After reading the entries below, copy word for word the lines from the first through the line containing "impl std::fmt::Debug for", and stop there.

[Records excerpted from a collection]
►

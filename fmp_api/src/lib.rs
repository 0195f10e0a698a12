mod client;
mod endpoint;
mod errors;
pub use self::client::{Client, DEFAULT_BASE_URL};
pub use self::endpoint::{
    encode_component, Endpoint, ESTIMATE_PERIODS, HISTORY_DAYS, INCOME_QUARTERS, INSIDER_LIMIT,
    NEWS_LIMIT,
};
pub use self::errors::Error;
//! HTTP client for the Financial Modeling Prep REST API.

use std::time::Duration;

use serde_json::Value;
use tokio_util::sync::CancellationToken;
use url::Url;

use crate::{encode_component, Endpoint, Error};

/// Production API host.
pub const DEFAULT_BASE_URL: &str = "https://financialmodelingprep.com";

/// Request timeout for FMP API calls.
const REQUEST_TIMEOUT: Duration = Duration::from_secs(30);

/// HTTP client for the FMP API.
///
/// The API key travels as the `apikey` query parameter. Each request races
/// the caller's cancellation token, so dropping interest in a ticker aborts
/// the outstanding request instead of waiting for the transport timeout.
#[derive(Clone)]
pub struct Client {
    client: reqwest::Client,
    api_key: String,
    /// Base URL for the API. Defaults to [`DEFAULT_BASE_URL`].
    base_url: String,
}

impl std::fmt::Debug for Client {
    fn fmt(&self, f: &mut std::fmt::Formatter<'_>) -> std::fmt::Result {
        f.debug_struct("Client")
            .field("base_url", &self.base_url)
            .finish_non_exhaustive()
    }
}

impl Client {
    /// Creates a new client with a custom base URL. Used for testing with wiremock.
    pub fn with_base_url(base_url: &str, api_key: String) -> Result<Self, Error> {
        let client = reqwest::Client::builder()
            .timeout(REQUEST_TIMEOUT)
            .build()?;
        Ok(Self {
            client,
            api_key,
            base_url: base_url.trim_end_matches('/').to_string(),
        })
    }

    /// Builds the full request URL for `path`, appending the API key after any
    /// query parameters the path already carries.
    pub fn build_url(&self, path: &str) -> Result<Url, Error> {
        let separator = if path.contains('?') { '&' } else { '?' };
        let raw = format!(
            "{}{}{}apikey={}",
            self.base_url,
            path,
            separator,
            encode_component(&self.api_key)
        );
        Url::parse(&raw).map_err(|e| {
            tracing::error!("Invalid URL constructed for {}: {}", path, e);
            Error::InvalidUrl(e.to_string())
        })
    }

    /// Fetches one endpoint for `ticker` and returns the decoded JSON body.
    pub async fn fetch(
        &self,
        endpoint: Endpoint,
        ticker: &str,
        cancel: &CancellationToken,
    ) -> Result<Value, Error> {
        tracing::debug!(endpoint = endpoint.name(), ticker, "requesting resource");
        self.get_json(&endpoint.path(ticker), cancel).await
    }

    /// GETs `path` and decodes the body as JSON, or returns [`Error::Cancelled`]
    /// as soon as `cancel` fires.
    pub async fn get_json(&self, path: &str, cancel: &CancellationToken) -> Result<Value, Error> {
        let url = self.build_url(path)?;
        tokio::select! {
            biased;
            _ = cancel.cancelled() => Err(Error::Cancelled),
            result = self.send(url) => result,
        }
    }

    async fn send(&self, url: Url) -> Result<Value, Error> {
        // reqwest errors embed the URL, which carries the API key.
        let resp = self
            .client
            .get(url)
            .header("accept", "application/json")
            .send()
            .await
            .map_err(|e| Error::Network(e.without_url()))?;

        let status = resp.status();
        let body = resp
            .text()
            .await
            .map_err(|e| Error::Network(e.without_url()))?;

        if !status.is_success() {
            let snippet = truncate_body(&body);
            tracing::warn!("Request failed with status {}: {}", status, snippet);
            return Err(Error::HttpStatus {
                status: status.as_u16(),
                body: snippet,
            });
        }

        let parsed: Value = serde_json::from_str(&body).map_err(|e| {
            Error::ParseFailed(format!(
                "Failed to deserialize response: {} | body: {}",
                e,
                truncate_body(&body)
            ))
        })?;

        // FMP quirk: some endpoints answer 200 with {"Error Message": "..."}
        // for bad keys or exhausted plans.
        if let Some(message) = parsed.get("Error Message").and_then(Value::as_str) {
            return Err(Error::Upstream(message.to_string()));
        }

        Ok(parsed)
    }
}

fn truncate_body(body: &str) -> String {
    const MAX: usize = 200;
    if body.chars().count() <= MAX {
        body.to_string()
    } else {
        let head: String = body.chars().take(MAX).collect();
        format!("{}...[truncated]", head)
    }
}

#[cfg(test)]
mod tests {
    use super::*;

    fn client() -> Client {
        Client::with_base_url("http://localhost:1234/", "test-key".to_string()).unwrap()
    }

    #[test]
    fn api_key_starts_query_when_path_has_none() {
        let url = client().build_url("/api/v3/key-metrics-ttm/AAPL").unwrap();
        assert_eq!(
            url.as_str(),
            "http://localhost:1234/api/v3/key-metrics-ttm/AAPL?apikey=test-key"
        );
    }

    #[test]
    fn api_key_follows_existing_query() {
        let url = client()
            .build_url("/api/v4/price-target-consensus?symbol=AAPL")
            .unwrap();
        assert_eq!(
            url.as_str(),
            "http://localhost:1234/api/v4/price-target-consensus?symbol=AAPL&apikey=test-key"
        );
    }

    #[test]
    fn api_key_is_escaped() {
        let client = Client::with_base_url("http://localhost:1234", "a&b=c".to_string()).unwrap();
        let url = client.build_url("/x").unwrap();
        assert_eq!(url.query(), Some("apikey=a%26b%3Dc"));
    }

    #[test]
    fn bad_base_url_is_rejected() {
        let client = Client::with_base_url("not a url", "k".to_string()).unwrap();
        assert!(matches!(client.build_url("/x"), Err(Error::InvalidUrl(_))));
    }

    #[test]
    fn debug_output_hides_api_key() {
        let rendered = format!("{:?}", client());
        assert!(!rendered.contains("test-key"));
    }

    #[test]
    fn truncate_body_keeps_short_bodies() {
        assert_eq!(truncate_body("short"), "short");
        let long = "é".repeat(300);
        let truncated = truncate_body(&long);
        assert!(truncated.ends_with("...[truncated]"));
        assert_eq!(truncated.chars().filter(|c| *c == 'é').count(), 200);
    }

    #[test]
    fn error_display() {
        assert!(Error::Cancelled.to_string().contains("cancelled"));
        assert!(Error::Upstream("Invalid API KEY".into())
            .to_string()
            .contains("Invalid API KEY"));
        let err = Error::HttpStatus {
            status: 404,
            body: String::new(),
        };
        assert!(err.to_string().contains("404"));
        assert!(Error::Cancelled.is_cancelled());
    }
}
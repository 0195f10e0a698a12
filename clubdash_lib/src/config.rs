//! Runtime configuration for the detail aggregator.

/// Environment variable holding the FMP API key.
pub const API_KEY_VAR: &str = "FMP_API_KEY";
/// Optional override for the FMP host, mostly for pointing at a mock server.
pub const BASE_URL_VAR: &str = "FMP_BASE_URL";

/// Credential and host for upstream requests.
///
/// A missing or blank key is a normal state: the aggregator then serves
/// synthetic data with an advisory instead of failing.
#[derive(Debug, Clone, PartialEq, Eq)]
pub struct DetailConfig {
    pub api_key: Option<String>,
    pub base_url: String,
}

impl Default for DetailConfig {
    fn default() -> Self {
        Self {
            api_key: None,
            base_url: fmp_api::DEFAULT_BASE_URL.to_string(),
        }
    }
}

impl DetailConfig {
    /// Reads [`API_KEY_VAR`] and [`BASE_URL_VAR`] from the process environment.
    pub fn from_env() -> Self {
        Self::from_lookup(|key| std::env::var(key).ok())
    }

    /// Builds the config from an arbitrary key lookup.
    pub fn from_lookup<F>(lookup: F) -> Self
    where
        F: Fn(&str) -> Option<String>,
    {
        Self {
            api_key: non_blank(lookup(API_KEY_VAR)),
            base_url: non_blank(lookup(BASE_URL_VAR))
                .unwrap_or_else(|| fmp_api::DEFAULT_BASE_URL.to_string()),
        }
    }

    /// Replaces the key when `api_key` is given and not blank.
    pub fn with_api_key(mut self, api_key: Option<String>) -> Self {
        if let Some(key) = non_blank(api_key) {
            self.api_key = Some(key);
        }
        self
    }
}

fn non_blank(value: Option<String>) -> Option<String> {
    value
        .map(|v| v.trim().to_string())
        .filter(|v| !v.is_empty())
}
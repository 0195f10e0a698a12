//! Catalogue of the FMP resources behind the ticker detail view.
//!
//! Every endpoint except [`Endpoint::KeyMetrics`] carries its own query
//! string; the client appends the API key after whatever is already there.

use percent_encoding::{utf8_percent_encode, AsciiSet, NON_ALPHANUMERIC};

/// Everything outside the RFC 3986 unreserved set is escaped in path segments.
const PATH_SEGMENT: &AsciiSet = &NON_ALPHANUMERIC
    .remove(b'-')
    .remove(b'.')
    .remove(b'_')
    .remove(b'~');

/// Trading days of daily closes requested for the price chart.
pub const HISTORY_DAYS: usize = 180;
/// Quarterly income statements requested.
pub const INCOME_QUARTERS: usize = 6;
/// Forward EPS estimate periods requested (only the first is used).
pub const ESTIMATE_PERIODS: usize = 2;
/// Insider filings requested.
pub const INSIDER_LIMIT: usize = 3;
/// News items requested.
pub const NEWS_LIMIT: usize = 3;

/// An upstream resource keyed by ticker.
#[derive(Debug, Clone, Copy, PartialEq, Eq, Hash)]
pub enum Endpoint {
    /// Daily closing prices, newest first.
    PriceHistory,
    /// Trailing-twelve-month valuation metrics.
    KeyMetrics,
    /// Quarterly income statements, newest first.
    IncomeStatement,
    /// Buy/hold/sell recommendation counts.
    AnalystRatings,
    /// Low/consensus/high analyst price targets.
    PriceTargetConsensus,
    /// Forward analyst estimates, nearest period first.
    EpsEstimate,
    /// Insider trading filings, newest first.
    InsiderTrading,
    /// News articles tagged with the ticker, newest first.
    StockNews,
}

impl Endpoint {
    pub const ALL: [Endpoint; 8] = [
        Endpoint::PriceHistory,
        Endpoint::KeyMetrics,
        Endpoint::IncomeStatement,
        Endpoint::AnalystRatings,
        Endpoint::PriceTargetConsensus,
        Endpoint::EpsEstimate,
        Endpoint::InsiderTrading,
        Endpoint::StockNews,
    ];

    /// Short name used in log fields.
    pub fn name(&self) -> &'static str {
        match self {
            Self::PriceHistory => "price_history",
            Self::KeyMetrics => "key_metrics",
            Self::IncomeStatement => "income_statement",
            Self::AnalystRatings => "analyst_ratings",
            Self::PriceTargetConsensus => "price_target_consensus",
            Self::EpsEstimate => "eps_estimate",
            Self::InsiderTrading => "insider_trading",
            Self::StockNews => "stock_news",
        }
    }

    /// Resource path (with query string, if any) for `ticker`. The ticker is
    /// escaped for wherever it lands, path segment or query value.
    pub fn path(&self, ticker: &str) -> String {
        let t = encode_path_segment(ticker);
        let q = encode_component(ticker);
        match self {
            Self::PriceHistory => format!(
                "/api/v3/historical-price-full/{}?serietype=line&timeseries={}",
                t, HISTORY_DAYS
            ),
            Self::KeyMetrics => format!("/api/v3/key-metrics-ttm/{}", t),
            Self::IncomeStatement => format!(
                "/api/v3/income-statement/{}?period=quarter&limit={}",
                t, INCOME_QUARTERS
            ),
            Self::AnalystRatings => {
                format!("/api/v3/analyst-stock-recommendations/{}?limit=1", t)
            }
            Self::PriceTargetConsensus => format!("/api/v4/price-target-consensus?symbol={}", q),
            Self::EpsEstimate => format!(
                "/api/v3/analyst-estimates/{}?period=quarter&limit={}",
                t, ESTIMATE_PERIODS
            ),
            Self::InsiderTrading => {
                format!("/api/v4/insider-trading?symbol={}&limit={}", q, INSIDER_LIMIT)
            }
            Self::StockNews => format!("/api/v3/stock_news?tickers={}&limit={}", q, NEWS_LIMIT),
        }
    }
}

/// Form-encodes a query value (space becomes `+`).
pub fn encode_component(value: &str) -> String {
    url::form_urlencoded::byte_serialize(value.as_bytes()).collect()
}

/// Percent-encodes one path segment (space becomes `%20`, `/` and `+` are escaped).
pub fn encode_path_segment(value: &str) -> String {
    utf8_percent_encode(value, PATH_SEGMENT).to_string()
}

◄

▸ Exercise result:
filename fmp_api/src/lib.rs
repository 0195f10e0a698a12
mod client;
mod endpoint;
mod errors;
pub use self::client::{Client, DEFAULT_BASE_URL};
pub use self::endpoint::{
    encode_component, Endpoint, ESTIMATE_PERIODS, HISTORY_DAYS, INCOME_QUARTERS, INSIDER_LIMIT,
    NEWS_LIMIT,
};
pub use self::errors::Error;
//! HTTP client for the Financial Modeling Prep REST API.

use std::time::Duration;

use serde_json::Value;
use tokio_util::sync::CancellationToken;
use url::Url;

use crate::{encode_component, Endpoint, Error};

/// Production API host.
pub const DEFAULT_BASE_URL: &str = "https://financialmodelingprep.com";

/// Request timeout for FMP API calls.
const REQUEST_TIMEOUT: Duration = Duration::from_secs(30);

/// HTTP client for the FMP API.
///
/// The API key travels as the `apikey` query parameter. Each request races
/// the caller's cancellation token, so dropping interest in a ticker aborts
/// the outstanding request instead of waiting for the transport timeout.
#[derive(Clone)]
pub struct Client {
    client: reqwest::Client,
    api_key: String,
    /// Base URL for the API. Defaults to [`DEFAULT_BASE_URL`].
    base_url: String,
}

impl std::fmt::Debug for Client {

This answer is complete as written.